Sílvio Santos (ibidem) regista também que, em Portugal, a partir da década de 60, houve um série de mudanças tecnológicas e socioculturais (a estereofonia e a FM, melhoras nas técnicas e suportes de gravação, entre outros), que, embora menos avançadas que noutros países, tiveram um impacto significativo na rádio.

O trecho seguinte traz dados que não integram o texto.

use axum::Router;

use crate::state::AppState;

pub mod dto;
pub mod handlers;
pub mod repo;

pub fn router() -> Router<AppState> {
    handlers::routes()
}

pub fn directory_router() -> Router<AppState> {
    handlers::directory_routes()
}
use axum::Router;

use crate::state::AppState;

pub mod claims;
pub mod dto;
pub mod handlers;
pub mod jwt;
pub mod otp;
pub mod password;

/// Signup, login, session and password-reset routes for one role group.
pub fn router() -> Router<AppState> {
    handlers::routes()
}
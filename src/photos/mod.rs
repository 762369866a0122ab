use axum::Router;

use crate::state::AppState;

pub mod handlers;
pub mod services;

pub fn router() -> Router<AppState> {
    handlers::routes()
}
use serde::{Deserialize, Serialize};

use crate::accounts::dto::PublicAccount;

/// Request body for signup. Mentor signups must also carry `expertise` and
/// `experienceYears`.
#[derive(Debug, Deserialize)]
#[serde(rename_all = "camelCase")]
pub struct SignupRequest {
    pub full_name: String,
    pub email: String,
    pub password: String,
    pub confirm_password: String,
    #[serde(default)]
    pub bio: Option<String>,
    #[serde(default)]
    pub skills: Option<String>,
    #[serde(default)]
    pub job_title: Option<String>,
    #[serde(default)]
    pub company: Option<String>,
    #[serde(default)]
    pub expertise: Option<String>,
    #[serde(default)]
    pub experience_years: Option<i32>,
    #[serde(default)]
    pub scheduling_url: Option<String>,
}

#[derive(Debug, Deserialize)]
pub struct LoginRequest {
    pub email: String,
    pub password: String,
}

/// Response returned after login.
#[derive(Debug, Serialize)]
pub struct AuthResponse {
    pub token: String,
    pub user: PublicAccount,
}

#[derive(Debug, Serialize)]
pub struct MessageResponse {
    pub message: String,
}

impl MessageResponse {
    pub fn new(message: impl Into<String>) -> Self {
        Self {
            message: message.into(),
        }
    }
}

#[derive(Debug, Deserialize)]
pub struct ForgotPasswordRequest {
    pub email: String,
}

#[derive(Debug, Deserialize)]
#[serde(rename_all = "camelCase")]
pub struct ResetPasswordRequest {
    pub email: String,
    pub code: String,
    pub new_password: String,
}
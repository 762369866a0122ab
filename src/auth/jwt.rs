use std::time::Duration;

use axum::{
    async_trait,
    extract::{FromRef, FromRequestParts},
    http::request::Parts,
};
use jsonwebtoken::{decode, encode, DecodingKey, EncodingKey, Header, Validation};
use time::{Duration as TimeDuration, OffsetDateTime};
use tracing::{debug, warn};
use uuid::Uuid;

use crate::{auth::claims::Claims, config::JwtConfig, error::AppError, role::Role, state::AppState};

/// Signing and verification material for session tokens.
///
/// One canonical expiry policy for every issuing site (`JWT_TTL_MINUTES`,
/// default one hour).
#[derive(Clone)]
pub struct JwtKeys {
    pub encoding: EncodingKey,
    pub decoding: DecodingKey,
    pub issuer: String,
    pub audience: String,
    pub ttl: Duration,
}

impl FromRef<AppState> for JwtKeys {
    fn from_ref(state: &AppState) -> Self {
        let JwtConfig {
            secret,
            issuer,
            audience,
            ttl_minutes,
        } = state.config.jwt.clone();
        Self {
            encoding: EncodingKey::from_secret(secret.as_bytes()),
            decoding: DecodingKey::from_secret(secret.as_bytes()),
            issuer,
            audience,
            ttl: Duration::from_secs((ttl_minutes as u64) * 60),
        }
    }
}

impl JwtKeys {
    pub fn sign(&self, account_id: Uuid, role: Role) -> anyhow::Result<String> {
        let now = OffsetDateTime::now_utc();
        let exp = now + TimeDuration::seconds(self.ttl.as_secs() as i64);
        let claims = Claims {
            sub: account_id,
            role,
            iat: now.unix_timestamp() as usize,
            exp: exp.unix_timestamp() as usize,
            iss: self.issuer.clone(),
            aud: self.audience.clone(),
        };
        let token = encode(&Header::default(), &claims, &self.encoding)?;
        debug!(account_id = %account_id, %role, "jwt signed");
        Ok(token)
    }

    pub fn verify(&self, token: &str) -> anyhow::Result<Claims> {
        let mut validation = Validation::default();
        validation.set_audience(std::slice::from_ref(&self.audience));
        validation.set_issuer(std::slice::from_ref(&self.issuer));
        let data = decode::<Claims>(token, &self.decoding, &validation)?;
        debug!(account_id = %data.claims.sub, role = %data.claims.role, "jwt verified");
        Ok(data.claims)
    }
}

/// Extracts and validates the bearer token, yielding the account id and the
/// role baked into the token at login.
pub struct AuthAccount(pub Uuid, pub Role);

#[async_trait]
impl<S> FromRequestParts<S> for AuthAccount
where
    S: Send + Sync,
    JwtKeys: FromRef<S>,
{
    type Rejection = AppError;

    async fn from_request_parts(parts: &mut Parts, state: &S) -> Result<Self, Self::Rejection> {
        let keys = JwtKeys::from_ref(state);
        let auth_header = parts
            .headers
            .get(axum::http::header::AUTHORIZATION)
            .and_then(|v| v.to_str().ok())
            .ok_or_else(|| AppError::Auth("Missing Authorization header".into()))?;

        let token = auth_header
            .strip_prefix("Bearer ")
            .or_else(|| auth_header.strip_prefix("bearer "))
            .ok_or_else(|| AppError::Auth("Invalid Authorization header".into()))?;

        let claims = match keys.verify(token) {
            Ok(c) => c,
            Err(_) => {
                warn!("invalid or expired token");
                return Err(AppError::Auth("Invalid or expired token".into()));
            }
        };

        Ok(AuthAccount(claims.sub, claims.role))
    }
}

#[cfg(test)]
mod tests {
    use super::*;

    fn make_keys() -> JwtKeys {
        let state = AppState::fake();
        JwtKeys::from_ref(&state)
    }

    #[tokio::test]
    async fn sign_and_verify_roundtrip() {
        let keys = make_keys();
        let account_id = Uuid::new_v4();
        let token = keys.sign(account_id, Role::Mentee).expect("sign");
        let claims = keys.verify(&token).expect("verify");
        assert_eq!(claims.sub, account_id);
        assert_eq!(claims.role, Role::Mentee);
        assert_eq!(claims.iss, "test");
        assert_eq!(claims.aud, "test");
    }

    #[tokio::test]
    async fn token_carries_mentor_role() {
        let keys = make_keys();
        let token = keys.sign(Uuid::new_v4(), Role::Mentor).expect("sign");
        let claims = keys.verify(&token).expect("verify");
        assert_eq!(claims.role, Role::Mentor);
    }

    #[tokio::test]
    async fn verify_rejects_garbage() {
        let keys = make_keys();
        assert!(keys.verify("not-a-token").is_err());
    }

    #[tokio::test]
    async fn expiry_matches_configured_ttl() {
        let keys = make_keys();
        let token = keys.sign(Uuid::new_v4(), Role::Mentee).expect("sign");
        let claims = keys.verify(&token).expect("verify");
        let lifetime = claims.exp - claims.iat;
        assert_eq!(lifetime as u64, keys.ttl.as_secs());
    }
}
use async_trait::async_trait;
use lettre::{
    message::{header::ContentType, Mailbox},
    transport::smtp::authentication::Credentials,
    AsyncSmtpTransport, AsyncTransport, Message, Tokio1Executor,
};
use tracing::info;

use crate::config::SmtpConfig;

/// Outbound mail, injected so handlers never talk SMTP directly.
#[async_trait]
pub trait Mailer: Send + Sync {
    async fn send_otp(&self, to: &str, code: &str, ttl_minutes: i64) -> anyhow::Result<()>;
}

pub struct SmtpMailer {
    transport: AsyncSmtpTransport<Tokio1Executor>,
    from: Mailbox,
}

impl SmtpMailer {
    pub fn new(cfg: &SmtpConfig) -> anyhow::Result<Self> {
        let transport = AsyncSmtpTransport::<Tokio1Executor>::relay(&cfg.host)?
            .credentials(Credentials::new(
                cfg.username.clone(),
                cfg.password.clone(),
            ))
            .build();
        let from: Mailbox = cfg.from.parse()?;
        Ok(Self { transport, from })
    }
}

#[async_trait]
impl Mailer for SmtpMailer {
    async fn send_otp(&self, to: &str, code: &str, ttl_minutes: i64) -> anyhow::Result<()> {
        let message = Message::builder()
            .from(self.from.clone())
            .to(to.parse()?)
            .subject("Your Mentor Connect password reset code")
            .header(ContentType::TEXT_PLAIN)
            .body(reset_body(code, ttl_minutes))?;
        self.transport.send(message).await?;
        Ok(())
    }
}

fn reset_body(code: &str, ttl_minutes: i64) -> String {
    format!(
        "Your password reset code is {code}. It expires in {ttl_minutes} minutes.\n\n\
         If you did not request a reset, you can ignore this email."
    )
}

/// Fallback when SMTP is not configured: the code only reaches the log.
pub struct LogMailer;

#[async_trait]
impl Mailer for LogMailer {
    async fn send_otp(&self, to: &str, code: &str, ttl_minutes: i64) -> anyhow::Result<()> {
        info!(%to, %code, ttl_minutes, "smtp not configured; otp code logged instead of emailed");
        Ok(())
    }
}

#[cfg(test)]
mod tests {
    use super::*;

    #[test]
    fn reset_body_carries_configured_window() {
        let body = reset_body("482910", 25);
        assert!(body.contains("482910"));
        assert!(body.contains("expires in 25 minutes"));
        assert!(!body.contains("10 minutes"));
    }
}
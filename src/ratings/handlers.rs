use axum::{
    extract::{Extension, Path, State},
    routing::post,
    Json, Router,
};
use serde::{Deserialize, Serialize};
use tracing::{info, instrument, warn};
use uuid::Uuid;

use crate::{
    auth::jwt::AuthAccount, error::AppError, ratings::repo, role::Role, state::AppState,
};

pub fn routes() -> Router<AppState> {
    Router::new().route("/:id/ratings", post(rate_mentor))
}

#[derive(Debug, Deserialize)]
#[serde(rename_all = "camelCase")]
pub struct RateRequest {
    pub rating: i32,
    #[serde(default)]
    pub review: Option<String>,
}

#[derive(Debug, Serialize)]
#[serde(rename_all = "camelCase")]
pub struct RateResponse {
    pub new_average: f64,
    pub total_reviews: i32,
}

pub(crate) fn is_valid_rating(value: i32) -> bool {
    (1..=5).contains(&value)
}

/// Rating is the mentee side of the exchange; a mentor token is rejected.
pub(crate) fn may_rate(token_role: Role) -> bool {
    token_role == Role::Mentee
}

#[instrument(skip(state, payload))]
pub async fn rate_mentor(
    State(state): State<AppState>,
    Extension(role): Extension<Role>,
    AuthAccount(rater_id, token_role): AuthAccount,
    Path(mentor_id): Path<Uuid>,
    Json(payload): Json<RateRequest>,
) -> Result<Json<RateResponse>, AppError> {
    if !may_rate(token_role) {
        warn!(%rater_id, %token_role, "non-mentee token on rating endpoint");
        return Err(AppError::Auth("Only mentees may rate mentors".into()));
    }
    if !is_valid_rating(payload.rating) {
        warn!(rating = payload.rating, "rating out of range");
        return Err(AppError::Validation(
            "Rating must be between 1 and 5".into(),
        ));
    }

    let review = payload
        .review
        .as_deref()
        .map(str::trim)
        .filter(|s| !s.is_empty());

    let (new_average, total_reviews) =
        repo::apply_rating(state.db(role), mentor_id, payload.rating, review)
            .await?
            .ok_or_else(|| AppError::NotFound("Mentor not found".into()))?;

    info!(%mentor_id, %rater_id, rating = payload.rating, new_average, total_reviews, "rating applied");
    Ok(Json(RateResponse {
        new_average,
        total_reviews,
    }))
}

#[cfg(test)]
mod tests {
    use super::*;

    #[test]
    fn rating_bounds() {
        assert!(!is_valid_rating(0));
        assert!(is_valid_rating(1));
        assert!(is_valid_rating(5));
        assert!(!is_valid_rating(6));
        assert!(!is_valid_rating(-1));
    }

    #[test]
    fn only_mentee_tokens_may_rate() {
        assert!(may_rate(Role::Mentee));
        assert!(!may_rate(Role::Mentor));
    }

    #[test]
    fn response_uses_camel_case() {
        let json = serde_json::to_string(&RateResponse {
            new_average: 4.5,
            total_reviews: 2,
        })
        .unwrap();
        assert!(json.contains("\"newAverage\":4.5"));
        assert!(json.contains("\"totalReviews\":2"));
    }
}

Desta década, importa focar a ideia de Jaime Ferreira, recém-chegado à direção da EN, convicto de que «a estação oficial nunca deveria descurar o seu papel na correção do gosto do ouvinte. Para além de o número de horas de emissão para a metrópole ter sido aumentado e o serviço informativo ter sido reforçado, houve também uma tentativa de adequar os conteúdos àquelas que eram as preferências dos ouvintes, reveladas em inquéritos (ibidem). Apesar dessas alterações, «a imagem da EN junto da crítica era, pois, de estagnação e, também, de cinzentismo» (ibidem:76). Enquanto no Rádio Clube Português (RCP) e na Rádio Renascença (RR), havia possibilidade de implementar melhorias, ao nível da linguagem e inovação, na EN essas possibilidades eram significativamente menores, dado, em grande parte, ao controlo e autocontrolo inexistentes. Tal facto explica, em grande medida, que a emissora oficial tardasse em «modernizar o estilo, agarrada à linguagem escrita e aos extensos noticiários» (ibidem:77). Ainda assim, porém, aquando da mudança na governação do regime, de Salazar para Marcelo Caetano, «a leve abertura política permitiu que a Emissora Nacional lançasse programas que fugiam aos cânones habituais de informação» (Serejo cit. em Santos, 2005:139).